MINOX GmbH (Heuchelheim, Wetzlar)
Unter dem Namen MINOX wurde die kleinste Kamera des Erfinders Walter Zapp verkauft, die als "Spionagekamera" weltberühmt wurde und Kultstatus erlangte. Vergoldete Ausführungen erhielten gelegentlich Staatsgäste. Auch die sehr kleine Kleinbildkamera MINOX 35 erlangte, nicht zuletzt wegen vieler Designpreise, Kultstatus. Heute produziert MINOX Ferngläser und Zielfernrohre für Jagd- und Sportgewehre.
In Lettland, einem Land, in dem es weder eine nennenswerte optische und feinmechanische Industrie gibt, gelang es Walter Zapp aus Riga nach seiner Lehrzeit in Tallin (Reval) einen neuartigen Fotoapparat zu entwickeln. Es war eine winzig kleine Taschenkamera, die in jeder Westentasche Platz fand.
Auf die Idee brachte ihn Richard Jürgens, für den Zapp ein Vergrößerungsgerät baute. 1932 gründeten sie eine gemeinsame Firma, in der Zapp die Ideen, Jürgens das Kapital einbrachte. Doch für eine so kleine Kamera brauchte man zusätzliches Kapital. Ein befreundeter Leica-Fotograf, Nixi Nylander, half ihnen sowohl finanziell als auch bei der Entwicklung von Verschlüssen und Entfernungsmessern. Da er sich in der Foto-Branche gut auskannte, wusste er auch Patentverletzungen zu vermeiden.
Walter Zapp fertigte ein Holzmodell von 12,5 x 28 x 7,5 mm an, so winzig sollte die Kamera werden. Wichtig für ihn war, dass das Fotografieren so einfach wie möglich seien sollte, also ohne Entfernung, Brennweite usw. einzustellen.

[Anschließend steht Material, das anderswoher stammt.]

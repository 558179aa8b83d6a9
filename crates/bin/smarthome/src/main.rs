//! # smarthome: console smart-home hub
//!
//! Composition root that wires the domain, the registry and the console
//! adapter together.
//!
//! ## Responsibilities
//! - Load configuration (config file, env vars)
//! - Initialise tracing on stderr so stdout stays the console surface
//! - Build the device factory and registry from the configured limits
//! - Register the configured seed devices
//! - Run the command loop on stdin/stdout until `exit` or end of input
//!
//! ## Dependency rule
//! This is the **only** crate that depends on all other crates.
//! It is the wiring layer; no domain logic belongs here.

mod config;

use anyhow::Context;
use smarthome_adapter_console::CommandLoop;
use smarthome_app::services::device_registry::DeviceRegistry;
use smarthome_domain::factory::DeviceFactory;
use tracing_subscriber::EnvFilter;
use tracing_subscriber::layer::SubscriberExt;
use tracing_subscriber::util::SubscriberInitExt;

use crate::config::{Config, SeedDevice};

fn main() -> anyhow::Result<()> {
    let config = Config::load().context("loading configuration")?;

    tracing_subscriber::registry()
        .with(EnvFilter::try_new(&config.logging.filter).context("parsing log filter")?)
        .with(tracing_subscriber::fmt::layer().with_writer(std::io::stderr))
        .init();

    let limits = config.temperature_limits();
    let factory = DeviceFactory::new(limits);
    let mut registry = DeviceRegistry::new(limits);
    seed(&factory, &mut registry, &config.devices)?;
    tracing::info!(
        devices = registry.len(),
        format = %config.output.format,
        "smarthome ready"
    );

    let stdin = std::io::stdin();
    let stdout = std::io::stdout();
    let mut session = CommandLoop::new(stdin.lock(), stdout.lock(), registry, factory)
        .with_format(config.output.format);
    session.run().context("console session")?;

    tracing::info!("smarthome stopped");
    Ok(())
}

fn seed(
    factory: &DeviceFactory,
    registry: &mut DeviceRegistry,
    devices: &[SeedDevice],
) -> anyhow::Result<()> {
    for seed in devices {
        let device = factory
            .build(seed.category, &seed.id, seed.temperature)
            .with_context(|| format!("building seed device {:?}", seed.id))?;
        registry
            .register(device)
            .with_context(|| format!("registering seed device {:?}", seed.id))?;
    }
    Ok(())
}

1935 war die erste Zeichnung fertig und sein Geldgeber war bereit, mit ihm diesen völlig neuen Weg einer Mini-Kleinbildkamera zu gehen. Bei der Namenssuche wurde aus Mini nach einigen Überlegungen der Name MINOX geboren, eine Idee von Nixi Nylander. Die größte Schwierigkeit war, ein geeignetes Objektiv zu beschaffen, denn es musste für diese Kamera exakt angefertigt werden. Der Feinoptiker Karl Indus aus Reval konnte zwar Linsen schleifen, sie aber nicht berechnen. Hierzu beauftragte man Prof. Schulz in Wien, ein Experte für die Berechnung von Linsenoptik. Ein Mechaniker fertigte ihnen in mühevoller Kleinarbeit mit grobem Werkzeug die Mechanik, so dass das erste Modell 1936 endlich fertig war. Die ersten Aufnahmen überzeugten alle und man hätte sehr zufrieden seien können. Aber Jürgens ging das Geld aus, so dass ein kapitalträchtiges Unternehmen für die Serienherstellung gefunden werden musste.

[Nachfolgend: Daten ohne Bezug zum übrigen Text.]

//! # smarthome-domain
//!
//! Pure domain model for the smarthome device-control core.
//!
//! ## Responsibilities
//! - Foundational types: device identifiers, error conventions, timestamps
//! - Define **Devices** as a tagged variant over their [`Category`](device::Category)
//!   (light, thermostat, door lock) with category-specific fields
//! - Define **Statuses** and the **Actions** (`on` / `off`) that move them
//! - Define **Device events**, the observable record of every mutation
//! - Provide the **Device factory** that turns a category tag plus creation
//!   parameters into a validated [`Device`](device::Device)
//!
//! ## Dependency rule
//! This crate has **no internal dependencies**.
//! It must never import anything from `app`, adapters, or external IO crates.

pub mod error;
pub mod id;
pub mod time;

pub mod action;
pub mod device;
pub mod event;
pub mod factory;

Für die Serienfertigung mussten einige Dinge geändert werden, so wurde z.B. das Negativformat von ursprünglich 6,5 x 9 mm auf 8x11 mm vergrößert, was immerhin ein um 50% vergrößertes Filmformat ergab. Da sich zur Serienfertigung kein namhafter Fotohersteller fand, übernahm das das staatseigene Unternehmen VEF, das Radio- und elektrische Geräte herstellte.
Zum Eintrag des Patentes wählte man zunächst das Patentamt in Schweden, da es sehr genau prüfte. Das erleichterte die Lizenzerteilung in den übrigen Ländern.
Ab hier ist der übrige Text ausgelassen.